___ Dataset records
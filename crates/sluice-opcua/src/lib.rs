// SPDX-License-Identifier: PolyForm-Noncommercial-1.0.0
// Copyright (c) 2025 Sylvex. All rights reserved.

//! # sluice-opcua
//!
//! Source Protocol side of the Sluice gateway.
//!
//! ## Architecture
//!
//! ```text
//! ┌─────────────────────────────────────────────────────────┐
//! │                    ServerConnector                      │
//! │  connect ─ apply_subscriptions ─ update ─ destroy       │
//! │                      │                │                 │
//! │           ┌──────────▼────────┐   normalize             │
//! │           │ SubscriptionTree  │       │                 │
//! │           │ MonitoredItem[..] │       ▼                 │
//! │           └──────────┬────────┘  RegistrySync           │
//! └──────────────────────┼──────────────────────────────────┘
//!                        │ Box<dyn SourceProtocol>
//!              ┌─────────▼─────────┐
//!              │  OpcUaProtocol    │  (feature `real-transport`)
//!              │  or a test double │
//!              └───────────────────┘
//! ```
//!
//! ## Features
//!
//! - `real-transport`: enables [`OpcUaProtocol`], backed by the `opcua`
//!   crate. Without it the crate only carries the collaborator seam, so the
//!   gateway can be exercised against scripted protocols.

#![warn(missing_docs)]
#![deny(unsafe_code)]

pub mod connector;
pub mod error;
pub mod protocol;
pub mod tree;

#[cfg(feature = "real-transport")]
pub mod real_transport;

pub use connector::ServerConnector;
pub use error::{ProtocolError, ProtocolResult};
pub use protocol::{
    ChildReference, ConnectionHandle, DataChange, ItemHandle, ProtocolFactory, SourceProtocol, SubscriptionHandle,
};
pub use tree::{MonitoredItem, SubscriptionTree, WalkReport};

#[cfg(feature = "real-transport")]
pub use real_transport::{OpcUaProtocol, OpcUaProtocolFactory};

/// Crate version
pub const VERSION: &str = env!("CARGO_PKG_VERSION");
______
Your goal: Write each entry out again. Do not change a word.

Result of this exercise:
filename crates/sluice-opcua/src/lib.rs
// SPDX-License-Identifier: PolyForm-Noncommercial-1.0.0
// Copyright (c) 2025 Sylvex. All rights reserved.

//! # sluice-opcua
//!
//! Source Protocol side of the Sluice gateway.
//!
//! ## Architecture
//!
//! ```text
//! ┌─────────────────────────────────────────────────────────┐
//! │                    ServerConnector                      │
//! │  connect ─ apply_subscriptions ─ update ─ destroy       │
//! │                      │                │                 │
//! │           ┌──────────▼────────┐   normalize             │
//! │           │ SubscriptionTree  │       │                 │
//! │           │ MonitoredItem[..] │       ▼                 │
//! │           └──────────┬────────┘  RegistrySync           │
//! └──────────────────────┼──────────────────────────────────┘
//!                        │ Box<dyn SourceProtocol>
//!              ┌─────────▼─────────┐
//!              │  OpcUaProtocol    │  (feature `real-transport`)
//!              │  or a test double │
//!              └───────────────────┘
//! ```
//!
//! ## Features
//!
//! - `real-transport`: enables [`OpcUaProtocol`], backed by the `opcua`
//!   crate. Without it the crate only carries the collaborator seam, so the
//!   gateway can be exercised against scripted protocols.

#![warn(missing_docs)]
#![deny(unsafe_code)]

pub mod connector;
pub mod error;
pub mod protocol;
pub mod tree;

#[cfg(feature = "real-transport")]
pub mod real_transport;

pub use connector::ServerConnector;
pub use error::{ProtocolError, ProtocolResult};
pub use protocol::{
    ChildReference, ConnectionHandle, DataChange, ItemHandle, ProtocolFactory, SourceProtocol, SubscriptionHandle,
};
pub use tree::{MonitoredItem, SubscriptionTree, WalkReport};

#[cfg(feature = "real-transport")]
pub use real_transport::{OpcUaProtocol, OpcUaProtocolFactory};

/// Crate version
pub const VERSION: &str = env!("CARGO_PKG_VERSION");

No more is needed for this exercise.